Published online Jul 14, 2022. doi: 10.3748/wjg.v28.i26.3258
Peer-review started: October 27, 2021
First decision: December 27, 2021
Revised: January 4, 2022
Accepted: April 15, 2022
Article in press: April 15, 2022
Published online: July 14, 2022
Processing time: 258 Days and 15.3 Hours
The correct localization of the primary tumor site and a complete histological diagnosis represent the milestones for the proper management of gastro-entero-pancreatic neuroendocrine neoplasms (GEP-NENs).
To analyze current evidence on the role of endoscopy in the diagnosis/treatment of GEP-NENs.
An extensive bibliographical search was performed in PubMed to identify guidelines and primary literature (retrospective and prospective studies, systematic reviews, case series) published in the last 15 years, using both medical subject heading (MeSH) terms and free-language keywords: gastro-entero-pancreatic neuroendocrine neoplasms; endoscopy; ultrasound endoscopy; capsule endoscopy; double-balloon enteroscopy; diagnosis; therapy; staging.
In the diagnostic setting, endoscopic ultrasonography (EUS) represents the diagnostic gold standard for pancreatic NENs and the technique of choice for the locoregional staging of gastric, duodenal and rectal NENs. The diagnosis of small bowel NENs (sbNENs) has been improved with the advent of video capsule endoscopy and double-balloon enteroscopy, which allow for direct visualization of the entire small bowel; however, data regarding the efficacy/safety of these techniques in the detection of sbNENs are scanty and often inconclusive. From a therapeutic point of view, endoscopic removal is the treatment of choice for the majority of gastric NENs (type 1/2), for well-differentiated localized nonmetastatic duodenal NENs < 1 cm, confined to the submucosa layer and for < 10 mm, stage T1–T2, rectal NENs. EUS-guided pancreatic locoregional ablative treatments have been proposed in recent studies with promising results in order to control symptoms or reduce tumor burden in selected patients.
Standard axial endoscopy and EUS still play a pivotal role in several GEP-NENs. Advanced techniques for increasing the rate of R0 resection should be reserved for high-volume referral centers.
Core tip: Standard axial endoscopy and endoscopic ultrasonography (EUS) play a pivotal role in gastro-entero-pancreatic neuroendocrine neoplasms (GEP-NENs). Upper/lower gastrointestinal endoscopy is essential for the detection of gastrointestinal NENs. EUS represents the diagnostic gold standard for pancreatic NENs and the technique of choice for the locoregional staging of gastric, duodenal and rectal NENs.
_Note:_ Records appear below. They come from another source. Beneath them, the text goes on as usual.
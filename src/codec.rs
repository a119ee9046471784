//! Conversion between a flattened surface and its data URI form.
//!
//! The encoded string is what crosses every boundary: it is stored in
//! inspection records, embedded in printed documents and handed to the
//! editor as a prior annotation. Surfaces are encoded as JPEG so the inline
//! payload stays small; decoding accepts anything the `image` crate can sniff.

use std::fmt;
use std::io::Cursor;

use base64::{engine::general_purpose::STANDARD, Engine};
use image::{codecs::jpeg::JpegEncoder, DynamicImage, Rgb, RgbImage, RgbaImage};
use serde::{Deserialize, Serialize};

use crate::error::{AnnotateError, Result};

pub const ENCODED_MIME: &str = "image/jpeg";

/// Quality used when the caller has no preference.
pub const DEFAULT_QUALITY: f32 = 0.8;

const BASE64_MARKER: &str = ";base64,";

/// A flattened surface as `data:<mime>;base64,<payload>`.
///
/// Immutable once produced; every save creates a new one.
#[derive(Clone, Debug, PartialEq, Eq, Hash, Serialize, Deserialize)]
#[serde(try_from = "String", into = "String")]
pub struct EncodedAnnotation(String);

impl EncodedAnnotation {
    /// Validate the data URI shape without decoding the image.
    pub fn parse(value: impl Into<String>) -> Result<Self> {
        let value = value.into();
        split_data_uri(&value)?;
        Ok(Self(value))
    }

    pub fn as_str(&self) -> &str {
        &self.0
    }

    pub fn mime(&self) -> &str {
        split_data_uri(&self.0).map(|(mime, _)| mime).unwrap_or_default()
    }

    /// Raw image bytes carried in the payload.
    pub fn image_bytes(&self) -> Result<Vec<u8>> {
        let (_, payload) = split_data_uri(&self.0)?;
        STANDARD
            .decode(payload)
            .map_err(|e| AnnotateError::Decode(format!("invalid base64 payload: {e}")))
    }
}

impl fmt::Display for EncodedAnnotation {
    fn fmt(&self, f: &mut fmt::Formatter<'_>) -> fmt::Result {
        f.write_str(&self.0)
    }
}

impl TryFrom<String> for EncodedAnnotation {
    type Error = AnnotateError;

    fn try_from(value: String) -> Result<Self> {
        Self::parse(value)
    }
}

impl From<EncodedAnnotation> for String {
    fn from(value: EncodedAnnotation) -> Self {
        value.0
    }
}

fn split_data_uri(value: &str) -> Result<(&str, &str)> {
    let rest = value
        .strip_prefix("data:")
        .ok_or_else(|| AnnotateError::Decode("missing data: prefix".into()))?;
    let (mime, payload) = rest
        .split_once(BASE64_MARKER)
        .ok_or_else(|| AnnotateError::Decode("missing ;base64, marker".into()))?;
    if !mime.starts_with("image/") {
        return Err(AnnotateError::Decode(format!("unsupported mime type {mime:?}")));
    }
    if payload.is_empty() {
        return Err(AnnotateError::Decode("empty payload".into()));
    }
    Ok((mime, payload))
}

/// Map a 0..=1 quality onto the JPEG encoder's 1..=100 scale.
fn jpeg_quality(quality: f32) -> u8 {
    let q = if quality.is_nan() { DEFAULT_QUALITY } else { quality };
    (q.clamp(0.0, 1.0) * 99.0).round() as u8 + 1
}

/// Encode a surface as a JPEG data URI.
///
/// JPEG has no alpha channel, so translucent pixels are flattened onto white.
pub fn encode(surface: &RgbaImage, quality: f32) -> Result<EncodedAnnotation> {
    let rgb = flatten_onto_white(surface);
    let mut buffer = Cursor::new(Vec::new());
    let encoder = JpegEncoder::new_with_quality(&mut buffer, jpeg_quality(quality));
    DynamicImage::ImageRgb8(rgb)
        .write_with_encoder(encoder)
        .map_err(|e| AnnotateError::Encode(e.to_string()))?;

    let payload = STANDARD.encode(buffer.into_inner());
    Ok(EncodedAnnotation(format!(
        "data:{ENCODED_MIME}{BASE64_MARKER}{payload}"
    )))
}

/// Decode an annotation into RGBA pixels.
///
/// Image decoding runs on the blocking pool; the returned future is the
/// completion signal callers wait on before painting.
pub async fn decode(encoded: &EncodedAnnotation) -> Result<RgbaImage> {
    let bytes = encoded.image_bytes()?;
    tokio::task::spawn_blocking(move || decode_bytes(&bytes))
        .await
        .map_err(|e| AnnotateError::Decode(format!("decode task failed: {e}")))?
}

pub(crate) fn decode_bytes(bytes: &[u8]) -> Result<RgbaImage> {
    image::load_from_memory(bytes)
        .map(|img| img.to_rgba8())
        .map_err(|e| AnnotateError::Decode(e.to_string()))
}

fn flatten_onto_white(surface: &RgbaImage) -> RgbImage {
    RgbImage::from_fn(surface.width(), surface.height(), |x, y| {
        let [r, g, b, a] = surface.get_pixel(x, y).0;
        let alpha = a as u32;
        let over = |c: u8| ((c as u32 * alpha + 255 * (255 - alpha)) / 255) as u8;
        Rgb([over(r), over(g), over(b)])
    })
}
The diagnosis of small bowel NENs has been improved with the advent of capsule endoscopy and double-balloon enteroscopy, however, their use is limited in clinical practice. In selected localized GEP-NENs, endoscopic therapy is appropriate with radical intent. The multidisciplinary management and the referral to high-volume tertiary centers remain fundamental.